**Assignment**:
If a line of the listing contains the string "status", return that line.

**Extracted data**:
▼

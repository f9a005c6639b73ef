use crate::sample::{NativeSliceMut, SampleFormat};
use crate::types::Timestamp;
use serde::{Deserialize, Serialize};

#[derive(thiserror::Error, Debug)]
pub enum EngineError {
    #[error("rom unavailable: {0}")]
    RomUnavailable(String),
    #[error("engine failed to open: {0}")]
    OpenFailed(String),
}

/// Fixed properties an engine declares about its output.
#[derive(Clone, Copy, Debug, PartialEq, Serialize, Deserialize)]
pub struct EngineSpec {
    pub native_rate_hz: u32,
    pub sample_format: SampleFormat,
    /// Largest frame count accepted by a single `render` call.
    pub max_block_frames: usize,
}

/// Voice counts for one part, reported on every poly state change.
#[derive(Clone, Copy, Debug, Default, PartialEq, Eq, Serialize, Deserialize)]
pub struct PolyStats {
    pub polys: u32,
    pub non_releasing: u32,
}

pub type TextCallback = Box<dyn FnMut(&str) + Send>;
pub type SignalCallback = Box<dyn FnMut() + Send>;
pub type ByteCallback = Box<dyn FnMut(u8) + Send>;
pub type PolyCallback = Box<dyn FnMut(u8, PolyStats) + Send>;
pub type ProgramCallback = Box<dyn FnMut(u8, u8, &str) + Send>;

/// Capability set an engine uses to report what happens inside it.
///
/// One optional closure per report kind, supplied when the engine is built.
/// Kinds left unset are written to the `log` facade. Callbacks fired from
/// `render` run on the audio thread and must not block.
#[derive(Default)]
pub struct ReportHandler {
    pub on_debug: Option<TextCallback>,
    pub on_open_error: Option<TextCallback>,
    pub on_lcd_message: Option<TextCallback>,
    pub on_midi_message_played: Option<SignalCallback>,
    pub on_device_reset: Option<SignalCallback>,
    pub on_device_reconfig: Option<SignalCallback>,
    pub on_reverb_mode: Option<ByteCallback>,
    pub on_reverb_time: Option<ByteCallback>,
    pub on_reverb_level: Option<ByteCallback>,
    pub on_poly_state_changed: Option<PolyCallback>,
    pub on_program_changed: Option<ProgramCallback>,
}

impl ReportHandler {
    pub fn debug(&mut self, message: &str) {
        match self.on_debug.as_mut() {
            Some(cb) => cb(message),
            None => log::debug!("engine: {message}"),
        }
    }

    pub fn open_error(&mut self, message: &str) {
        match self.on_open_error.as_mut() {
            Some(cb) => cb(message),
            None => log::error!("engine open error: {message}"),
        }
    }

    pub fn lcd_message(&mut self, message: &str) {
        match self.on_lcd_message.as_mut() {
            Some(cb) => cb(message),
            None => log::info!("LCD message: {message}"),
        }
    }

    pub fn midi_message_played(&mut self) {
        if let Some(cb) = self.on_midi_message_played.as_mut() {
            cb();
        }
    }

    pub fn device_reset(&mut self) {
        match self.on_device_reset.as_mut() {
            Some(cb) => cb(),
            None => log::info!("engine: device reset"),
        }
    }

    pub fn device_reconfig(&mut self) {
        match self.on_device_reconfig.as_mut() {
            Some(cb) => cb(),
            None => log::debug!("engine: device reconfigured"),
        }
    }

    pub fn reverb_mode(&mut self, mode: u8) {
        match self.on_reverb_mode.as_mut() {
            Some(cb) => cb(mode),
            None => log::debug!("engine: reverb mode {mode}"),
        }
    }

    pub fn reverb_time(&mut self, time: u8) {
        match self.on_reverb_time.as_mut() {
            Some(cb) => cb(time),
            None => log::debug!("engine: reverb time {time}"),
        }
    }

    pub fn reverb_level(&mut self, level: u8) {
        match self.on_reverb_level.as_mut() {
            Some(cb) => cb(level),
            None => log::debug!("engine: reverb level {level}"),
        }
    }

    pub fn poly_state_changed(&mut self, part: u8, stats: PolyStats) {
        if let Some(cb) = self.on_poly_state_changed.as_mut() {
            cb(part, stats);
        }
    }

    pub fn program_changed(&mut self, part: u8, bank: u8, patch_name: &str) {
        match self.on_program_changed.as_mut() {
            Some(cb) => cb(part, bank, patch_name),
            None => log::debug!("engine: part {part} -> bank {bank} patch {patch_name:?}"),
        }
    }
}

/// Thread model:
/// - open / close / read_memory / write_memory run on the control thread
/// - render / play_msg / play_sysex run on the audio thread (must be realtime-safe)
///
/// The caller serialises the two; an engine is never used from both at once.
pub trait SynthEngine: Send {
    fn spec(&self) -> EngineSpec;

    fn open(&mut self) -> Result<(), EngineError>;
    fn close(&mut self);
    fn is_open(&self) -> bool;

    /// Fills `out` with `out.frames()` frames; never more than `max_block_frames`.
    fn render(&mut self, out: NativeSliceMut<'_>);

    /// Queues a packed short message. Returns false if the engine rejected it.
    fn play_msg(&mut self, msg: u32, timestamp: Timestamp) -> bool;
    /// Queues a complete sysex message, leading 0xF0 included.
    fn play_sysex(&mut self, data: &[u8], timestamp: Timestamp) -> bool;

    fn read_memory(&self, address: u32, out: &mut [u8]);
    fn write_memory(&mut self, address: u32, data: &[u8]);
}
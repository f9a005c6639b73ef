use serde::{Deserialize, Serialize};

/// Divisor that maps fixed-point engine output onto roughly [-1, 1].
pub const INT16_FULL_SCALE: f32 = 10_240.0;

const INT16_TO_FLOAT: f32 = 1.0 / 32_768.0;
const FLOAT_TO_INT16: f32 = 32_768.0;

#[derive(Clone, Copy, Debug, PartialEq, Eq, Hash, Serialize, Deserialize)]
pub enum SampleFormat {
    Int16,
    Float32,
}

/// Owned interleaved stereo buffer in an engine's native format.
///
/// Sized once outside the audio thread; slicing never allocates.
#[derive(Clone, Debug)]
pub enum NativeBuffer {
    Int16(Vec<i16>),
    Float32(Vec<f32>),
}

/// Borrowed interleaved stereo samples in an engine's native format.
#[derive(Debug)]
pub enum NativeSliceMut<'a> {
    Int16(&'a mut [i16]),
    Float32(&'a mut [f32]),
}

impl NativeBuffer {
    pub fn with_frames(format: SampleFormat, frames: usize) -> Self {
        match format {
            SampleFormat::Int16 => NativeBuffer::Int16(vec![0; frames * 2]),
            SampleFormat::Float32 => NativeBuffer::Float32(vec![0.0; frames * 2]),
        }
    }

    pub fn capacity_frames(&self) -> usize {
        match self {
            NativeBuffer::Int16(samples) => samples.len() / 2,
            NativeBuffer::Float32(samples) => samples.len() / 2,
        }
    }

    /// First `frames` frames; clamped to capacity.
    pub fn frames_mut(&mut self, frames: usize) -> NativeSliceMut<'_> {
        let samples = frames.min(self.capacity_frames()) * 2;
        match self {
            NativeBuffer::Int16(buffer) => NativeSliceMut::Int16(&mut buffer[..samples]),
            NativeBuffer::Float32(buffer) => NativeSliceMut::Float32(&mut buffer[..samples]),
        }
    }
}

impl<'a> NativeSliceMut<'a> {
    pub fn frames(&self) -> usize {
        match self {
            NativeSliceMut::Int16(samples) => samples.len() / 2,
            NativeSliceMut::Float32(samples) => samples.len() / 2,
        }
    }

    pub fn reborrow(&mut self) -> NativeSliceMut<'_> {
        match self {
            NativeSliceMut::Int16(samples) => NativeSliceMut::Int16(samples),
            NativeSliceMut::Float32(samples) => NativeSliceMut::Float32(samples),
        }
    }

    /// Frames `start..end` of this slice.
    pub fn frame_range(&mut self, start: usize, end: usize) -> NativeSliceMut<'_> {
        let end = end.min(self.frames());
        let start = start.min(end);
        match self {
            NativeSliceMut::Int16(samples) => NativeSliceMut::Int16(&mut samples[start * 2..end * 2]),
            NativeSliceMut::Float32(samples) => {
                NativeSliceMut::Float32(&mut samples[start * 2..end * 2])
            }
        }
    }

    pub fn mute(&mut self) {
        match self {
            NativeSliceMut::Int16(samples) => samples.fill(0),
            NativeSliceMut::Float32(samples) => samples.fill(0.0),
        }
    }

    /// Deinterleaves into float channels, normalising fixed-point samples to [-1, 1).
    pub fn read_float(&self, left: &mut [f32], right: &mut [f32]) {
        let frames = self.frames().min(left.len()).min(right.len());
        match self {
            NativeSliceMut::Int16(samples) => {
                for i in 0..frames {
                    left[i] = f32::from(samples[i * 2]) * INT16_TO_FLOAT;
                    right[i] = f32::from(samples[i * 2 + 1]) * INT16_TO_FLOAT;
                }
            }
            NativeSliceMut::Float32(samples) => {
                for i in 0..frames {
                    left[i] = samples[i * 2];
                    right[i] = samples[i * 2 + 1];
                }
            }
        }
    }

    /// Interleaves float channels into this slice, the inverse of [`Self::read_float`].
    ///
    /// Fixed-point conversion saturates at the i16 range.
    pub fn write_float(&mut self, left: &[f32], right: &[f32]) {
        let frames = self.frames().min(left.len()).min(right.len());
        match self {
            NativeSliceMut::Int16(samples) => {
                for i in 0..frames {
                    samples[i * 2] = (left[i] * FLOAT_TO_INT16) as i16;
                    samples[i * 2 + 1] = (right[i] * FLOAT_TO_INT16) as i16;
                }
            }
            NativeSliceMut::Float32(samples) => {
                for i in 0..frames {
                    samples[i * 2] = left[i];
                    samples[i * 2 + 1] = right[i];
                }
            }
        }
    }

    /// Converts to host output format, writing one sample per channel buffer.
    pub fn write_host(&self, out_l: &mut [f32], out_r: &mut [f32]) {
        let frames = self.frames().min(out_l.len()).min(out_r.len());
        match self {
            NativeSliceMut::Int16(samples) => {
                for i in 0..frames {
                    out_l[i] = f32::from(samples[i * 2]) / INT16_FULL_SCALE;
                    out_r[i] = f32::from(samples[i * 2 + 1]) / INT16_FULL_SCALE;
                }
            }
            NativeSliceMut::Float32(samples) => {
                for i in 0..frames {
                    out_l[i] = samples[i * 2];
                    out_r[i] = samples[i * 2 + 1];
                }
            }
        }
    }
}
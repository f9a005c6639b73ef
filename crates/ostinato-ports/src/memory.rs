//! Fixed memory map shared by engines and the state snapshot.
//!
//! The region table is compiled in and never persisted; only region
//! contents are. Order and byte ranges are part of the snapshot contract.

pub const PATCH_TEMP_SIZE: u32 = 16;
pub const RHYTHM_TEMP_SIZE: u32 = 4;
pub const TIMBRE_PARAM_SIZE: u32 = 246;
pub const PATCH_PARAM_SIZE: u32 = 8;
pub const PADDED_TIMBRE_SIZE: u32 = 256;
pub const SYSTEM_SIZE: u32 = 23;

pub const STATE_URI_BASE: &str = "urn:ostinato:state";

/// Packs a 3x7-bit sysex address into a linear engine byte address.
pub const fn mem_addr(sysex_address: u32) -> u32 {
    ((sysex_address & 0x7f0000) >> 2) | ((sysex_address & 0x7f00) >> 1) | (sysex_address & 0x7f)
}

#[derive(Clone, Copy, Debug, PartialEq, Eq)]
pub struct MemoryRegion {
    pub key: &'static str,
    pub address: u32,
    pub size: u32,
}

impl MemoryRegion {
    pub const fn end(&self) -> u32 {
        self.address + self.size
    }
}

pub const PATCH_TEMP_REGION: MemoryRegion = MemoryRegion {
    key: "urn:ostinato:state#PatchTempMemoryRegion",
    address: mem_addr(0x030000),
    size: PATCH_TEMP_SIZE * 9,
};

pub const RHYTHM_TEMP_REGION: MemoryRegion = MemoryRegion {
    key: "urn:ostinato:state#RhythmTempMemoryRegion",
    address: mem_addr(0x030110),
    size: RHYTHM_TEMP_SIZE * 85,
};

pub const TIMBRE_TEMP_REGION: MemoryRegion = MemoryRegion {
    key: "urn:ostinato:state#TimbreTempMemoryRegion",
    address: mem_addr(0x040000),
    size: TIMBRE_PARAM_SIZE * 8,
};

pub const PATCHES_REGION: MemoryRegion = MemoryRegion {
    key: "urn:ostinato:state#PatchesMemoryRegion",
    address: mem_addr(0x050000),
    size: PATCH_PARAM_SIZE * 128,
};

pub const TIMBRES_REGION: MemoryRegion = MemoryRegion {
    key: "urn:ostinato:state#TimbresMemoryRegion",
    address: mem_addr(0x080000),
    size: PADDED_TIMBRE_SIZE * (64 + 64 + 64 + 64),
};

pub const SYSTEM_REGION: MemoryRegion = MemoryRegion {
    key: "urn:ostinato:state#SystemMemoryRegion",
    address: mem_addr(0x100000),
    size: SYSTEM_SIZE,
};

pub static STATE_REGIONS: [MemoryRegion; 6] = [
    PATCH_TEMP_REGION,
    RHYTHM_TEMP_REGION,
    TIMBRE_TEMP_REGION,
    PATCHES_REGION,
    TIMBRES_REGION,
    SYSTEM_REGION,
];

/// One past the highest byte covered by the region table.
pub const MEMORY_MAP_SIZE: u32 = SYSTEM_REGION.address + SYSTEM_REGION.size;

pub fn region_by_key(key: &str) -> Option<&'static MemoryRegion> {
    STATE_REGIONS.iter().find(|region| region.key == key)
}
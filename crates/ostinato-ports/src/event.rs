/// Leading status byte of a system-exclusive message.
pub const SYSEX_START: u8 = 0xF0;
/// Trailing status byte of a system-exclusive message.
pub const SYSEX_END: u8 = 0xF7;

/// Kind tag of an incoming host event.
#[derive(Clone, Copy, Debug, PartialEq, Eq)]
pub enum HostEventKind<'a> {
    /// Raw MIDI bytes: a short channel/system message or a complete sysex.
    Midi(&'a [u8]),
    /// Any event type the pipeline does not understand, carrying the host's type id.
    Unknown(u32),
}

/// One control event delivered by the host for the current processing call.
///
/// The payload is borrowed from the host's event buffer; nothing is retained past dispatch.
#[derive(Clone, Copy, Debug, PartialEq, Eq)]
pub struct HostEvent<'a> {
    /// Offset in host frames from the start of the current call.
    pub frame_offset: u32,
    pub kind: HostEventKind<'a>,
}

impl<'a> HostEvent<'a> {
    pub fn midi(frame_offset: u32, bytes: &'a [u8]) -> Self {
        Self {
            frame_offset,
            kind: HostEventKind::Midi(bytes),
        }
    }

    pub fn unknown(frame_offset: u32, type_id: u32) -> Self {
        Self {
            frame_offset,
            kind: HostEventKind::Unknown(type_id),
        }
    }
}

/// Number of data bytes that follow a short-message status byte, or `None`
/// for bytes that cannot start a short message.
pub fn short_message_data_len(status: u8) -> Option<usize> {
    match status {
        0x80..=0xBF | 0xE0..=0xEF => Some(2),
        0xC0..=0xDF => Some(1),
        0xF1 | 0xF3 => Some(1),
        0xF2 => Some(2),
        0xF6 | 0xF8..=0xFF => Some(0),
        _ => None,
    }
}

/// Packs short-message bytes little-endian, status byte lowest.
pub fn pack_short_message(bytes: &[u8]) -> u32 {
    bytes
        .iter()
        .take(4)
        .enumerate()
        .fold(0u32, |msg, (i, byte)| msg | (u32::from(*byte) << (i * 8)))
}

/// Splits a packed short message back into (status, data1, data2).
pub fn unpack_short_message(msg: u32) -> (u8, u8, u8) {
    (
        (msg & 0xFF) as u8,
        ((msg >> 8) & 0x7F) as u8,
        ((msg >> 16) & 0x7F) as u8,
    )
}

▲

**Output below**:
/// Leading status byte of a system-exclusive message.
/// Trailing status byte of a system-exclusive message.
/// Number of data bytes that follow a short-message status byte, or `None`
pub fn short_message_data_len(status: u8) -> Option<usize> {
    match status {
/// Packs short-message bytes little-endian, status byte lowest.
/// Splits a packed short message back into (status, data1, data2).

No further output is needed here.